▶ Prompt
Everything from the line containing "before the current bucket." through the line containing "buckets holding data." in the listing below should be copied exactly, and nothing more.

▶ Supplied material

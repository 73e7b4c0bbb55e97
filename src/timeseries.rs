//! # Bucketed counter series
//!
//! A fixed-capacity circular buffer of cumulative `(total, success)`
//! snapshots for one (probe, target) pair, one slot per tick of
//! `resolution`.
//!
//! Because the counters are cumulative since probe start, the number of
//! attempts in a trailing window is the difference between the newest bucket
//! and the bucket `window / resolution` positions before it.
//!
//! ## Guarantees
//! - Bounded: at most `capacity` buckets, i.e. `capacity * resolution` of history.
//! - Last writer wins within a tick.
//! - Ticks with no data hold the previous counters (a flat interval).
//! - Data older than the current bucket is ignored.

use std::time::Duration;

use chrono::{DateTime, Utc};

use crate::event::MetricValue;

// ---------------------------------------------------------------------------
// Datum
// ---------------------------------------------------------------------------

/// One snapshot of a probe's cumulative counters.
#[derive(Debug, Clone, PartialEq, Default)]
pub struct Datum {
    pub total: i64,
    pub success: i64,
    pub latency: Option<MetricValue>,
}

impl Datum {
    pub fn new(total: i64, success: i64) -> Self {
        Self {
            total,
            success,
            latency: None,
        }
    }

    /// Counters carried into a tick that saw no event.
    fn carried(&self) -> Datum {
        Datum::new(self.total, self.success)
    }
}

/// Result of [`Timeseries::add_datum`].
#[derive(Debug, Clone, Copy, PartialEq, Eq)]
pub enum AddOutcome {
    Stored,
    /// The timestamp falls before the current bucket.
    Late,
}

// ---------------------------------------------------------------------------
// Timeseries
// ---------------------------------------------------------------------------

#[derive(Debug, Clone)]
pub struct Timeseries {
    res: Duration,
    res_ms: i64,
    slots: Vec<Datum>,
    /// Index of the current bucket in `slots`.
    latest: usize,
    /// Slots written since the first datum, capped at capacity.
    filled: usize,
    /// Bucket number (`unix_millis / res_ms`) of the current bucket.
    current_bucket: Option<i64>,
}

impl Timeseries {
    /// Create an empty series. `capacity` must be > 0.
    pub fn new(resolution: Duration, capacity: usize) -> Self {
        assert!(capacity > 0, "Timeseries capacity must be > 0");
        let res_ms = i64::try_from(resolution.as_millis()).unwrap_or(i64::MAX).max(1);
        Self {
            res: resolution,
            res_ms,
            slots: vec![Datum::default(); capacity],
            latest: 0,
            filled: 0,
            current_bucket: None,
        }
    }

    pub fn resolution(&self) -> Duration {
        self.res
    }

    pub fn capacity(&self) -> usize {
        self.slots.len()
    }

    /// Number of buckets holding data.
    pub fn len(&self) -> usize {
        self.filled
    }

    pub fn is_empty(&self) -> bool {
        self.filled == 0
    }

    /// Start of the current bucket, or `None` before the first datum.
    pub fn current_ts(&self) -> Option<DateTime<Utc>> {
        self.current_bucket.and_then(|b| self.bucket_start(b))
    }

    fn bucket_of(&self, ts: DateTime<Utc>) -> i64 {
        ts.timestamp_millis().div_euclid(self.res_ms)
    }

    fn bucket_start(&self, bucket: i64) -> Option<DateTime<Utc>> {
        DateTime::from_timestamp_millis(bucket.checked_mul(self.res_ms)?)
    }

    /// Record a snapshot observed at `ts`.
    pub fn add_datum(&mut self, ts: DateTime<Utc>, datum: Datum) -> AddOutcome {
        let bucket = self.bucket_of(ts);
        let cap = self.slots.len();

        let Some(current) = self.current_bucket else {
            self.latest = 0;
            self.slots[0] = datum;
            self.filled = 1;
            self.current_bucket = Some(bucket);
            return AddOutcome::Stored;
        };

        if bucket < current {
            return AddOutcome::Late;
        }

        if bucket > current {
            let fill = self.slots[self.latest].carried();
            // Past `cap` steps every slot has been overwritten anyway.
            let steps = usize::try_from(bucket - current).unwrap_or(usize::MAX).min(cap);
            for _ in 0..steps {
                self.latest = (self.latest + 1) % cap;
                self.slots[self.latest] = fill.clone();
                self.filled = (self.filled + 1).min(cap);
            }
            self.current_bucket = Some(bucket);
        }

        self.slots[self.latest] = datum;
        AddOutcome::Stored
    }

    /// The most recent buckets covering up to `max_lookback`, oldest first.
    ///
    /// Length is `min(max_lookback / resolution, len())`.
    pub fn recent_data(&self, max_lookback: Duration) -> Vec<&Datum> {
        let cap = self.slots.len();
        let wanted = usize::try_from(max_lookback.as_millis() / self.res_ms as u128)
            .unwrap_or(usize::MAX);
        let n = wanted.min(self.filled);
        let start = (self.latest + cap + 1 - n) % cap;
        (0..n).map(|i| &self.slots[(start + i) % cap]).collect()
    }

    /// `(total, success)` deltas over the trailing `window` of `data`.
    ///
    /// `data` is a slice as returned by [`recent_data`](Self::recent_data).
    /// The older bucket is `window / resolution` positions before the newest
    /// one, clamped to the oldest bucket in `data`.
    pub fn compute_delta(&self, data: &[&Datum], window: Duration) -> (i64, i64) {
        let Some(last) = data.last() else {
            return (0, 0);
        };
        let offset = usize::try_from(window.as_millis() / self.res_ms as u128)
            .unwrap_or(usize::MAX);
        let older = data[(data.len() - 1).saturating_sub(offset)];
        (
            last.total.saturating_sub(older.total),
            last.success.saturating_sub(older.success),
        )
    }

    /// Start of the oldest of the `len` most recent buckets.
    pub fn oldest_timestamp(&self, len: usize) -> Option<DateTime<Utc>> {
        let current = self.current_bucket?;
        let back = i64::try_from(len.saturating_sub(1)).ok()?;
        self.bucket_start(current.checked_sub(back)?)
    }
}

// ---------------------------------------------------------------------------
// Tests
// ---------------------------------------------------------------------------
//! HTTP tests: the dashboard served through the router over a real socket.

use std::net::SocketAddr;
use std::sync::Arc;
use std::time::Duration;

use chrono::Utc;
use probe_status::event::{PROBE_LABEL, TARGET_LABEL};
use probe_status::server::{serve, Router};
use probe_status::sysvars::ProcessInfo;
use probe_status::{EventMetrics, HtmlRenderer, ProbeStatus, ProbeStatusHandle, SurfacerConfig};
use tokio::io::{AsyncReadExt, AsyncWriteExt};
use tokio::net::{TcpListener, TcpStream};
use tokio_util::sync::CancellationToken;

struct Harness {
    addr: SocketAddr,
    handle: ProbeStatusHandle,
    cancel: CancellationToken,
}

async fn start(config: SurfacerConfig) -> Harness {
    let listener = TcpListener::bind("127.0.0.1:0").await.unwrap();
    let addr = listener.local_addr().unwrap();
    let cancel = CancellationToken::new();

    let (actor, handle) = ProbeStatus::new(&config, ProcessInfo::current(), HtmlRenderer).unwrap();
    actor.spawn(cancel.clone());

    let mut router = Router::new();
    handle.register(&mut router).unwrap();
    tokio::spawn(serve(listener, Arc::new(router), cancel.clone()));

    Harness {
        addr,
        handle,
        cancel,
    }
}

async fn request(addr: SocketAddr, method: &str, path: &str) -> String {
    let mut stream = TcpStream::connect(addr).await.unwrap();
    let raw = format!("{method} {path} HTTP/1.1\r\nHost: localhost\r\n\r\n");
    stream.write_all(raw.as_bytes()).await.unwrap();
    let mut out = Vec::new();
    stream.read_to_end(&mut out).await.unwrap();
    String::from_utf8(out).unwrap()
}

#[tokio::test]
async fn test_get_dashboard() {
    let h = start(SurfacerConfig::default()).await;
    h.handle.write(
        EventMetrics::new(Utc::now())
            .add_label(PROBE_LABEL, "ping")
            .add_label(TARGET_LABEL, "10.0.0.1")
            .add_metric("total", 3)
            .add_metric("success", 3),
    );
    tokio::time::timeout(Duration::from_secs(2), async {
        while h.handle.stats().events_accepted < 1 {
            tokio::time::sleep(Duration::from_millis(5)).await;
        }
    })
    .await
    .unwrap();

    let resp = request(h.addr, "GET", "/probestatus").await;
    assert!(resp.starts_with("HTTP/1.1 200 OK\r\n"), "{resp}");
    assert!(resp.contains("Content-Type: text/html; charset=utf-8\r\n"));
    assert!(resp.contains("Probe: ping"));
    assert!(resp.contains("<b>10.0.0.1</b>"));
    h.cancel.cancel();
}

#[tokio::test]
async fn test_custom_url() {
    let h = start(SurfacerConfig {
        url: "/status".into(),
        ..Default::default()
    })
    .await;

    assert!(request(h.addr, "GET", "/status").await.starts_with("HTTP/1.1 200"));
    assert!(request(h.addr, "GET", "/probestatus").await.starts_with("HTTP/1.1 404"));
    h.cancel.cancel();
}

#[tokio::test]
async fn test_non_get_is_405() {
    let h = start(SurfacerConfig::default()).await;
    let resp = request(h.addr, "DELETE", "/probestatus").await;
    assert!(resp.starts_with("HTTP/1.1 405 Method Not Allowed\r\n"), "{resp}");
    assert!(resp.contains("Allow: GET\r\n"));
    h.cancel.cancel();
}

#[tokio::test]
async fn test_stopped_actor_is_503() {
    let (actor, handle) =
        ProbeStatus::new(&SurfacerConfig::default(), ProcessInfo::current(), HtmlRenderer).unwrap();
    drop(actor);

    let listener = TcpListener::bind("127.0.0.1:0").await.unwrap();
    let addr = listener.local_addr().unwrap();
    let mut router = Router::new();
    handle.register(&mut router).unwrap();
    let cancel = CancellationToken::new();
    tokio::spawn(serve(listener, Arc::new(router), cancel.clone()));

    let resp = request(addr, "GET", "/probestatus").await;
    assert!(resp.starts_with("HTTP/1.1 503 Service Unavailable\r\n"), "{resp}");
    cancel.cancel();
}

▶ Result for this task
    /// The timestamp falls before the current bucket.
    Late,
}

// ---------------------------------------------------------------------------
// Timeseries
// ---------------------------------------------------------------------------

#[derive(Debug, Clone)]
pub struct Timeseries {
    res: Duration,
    res_ms: i64,
    slots: Vec<Datum>,
    /// Index of the current bucket in `slots`.
    latest: usize,
    /// Slots written since the first datum, capped at capacity.
    filled: usize,
    /// Bucket number (`unix_millis / res_ms`) of the current bucket.
    current_bucket: Option<i64>,
}

impl Timeseries {
    /// Create an empty series. `capacity` must be > 0.
    pub fn new(resolution: Duration, capacity: usize) -> Self {
        assert!(capacity > 0, "Timeseries capacity must be > 0");
        let res_ms = i64::try_from(resolution.as_millis()).unwrap_or(i64::MAX).max(1);
        Self {
            res: resolution,
            res_ms,
            slots: vec![Datum::default(); capacity],
            latest: 0,
            filled: 0,
            current_bucket: None,
        }
    }

    pub fn resolution(&self) -> Duration {
        self.res
    }

    pub fn capacity(&self) -> usize {
        self.slots.len()
    }

    /// Number of buckets holding data.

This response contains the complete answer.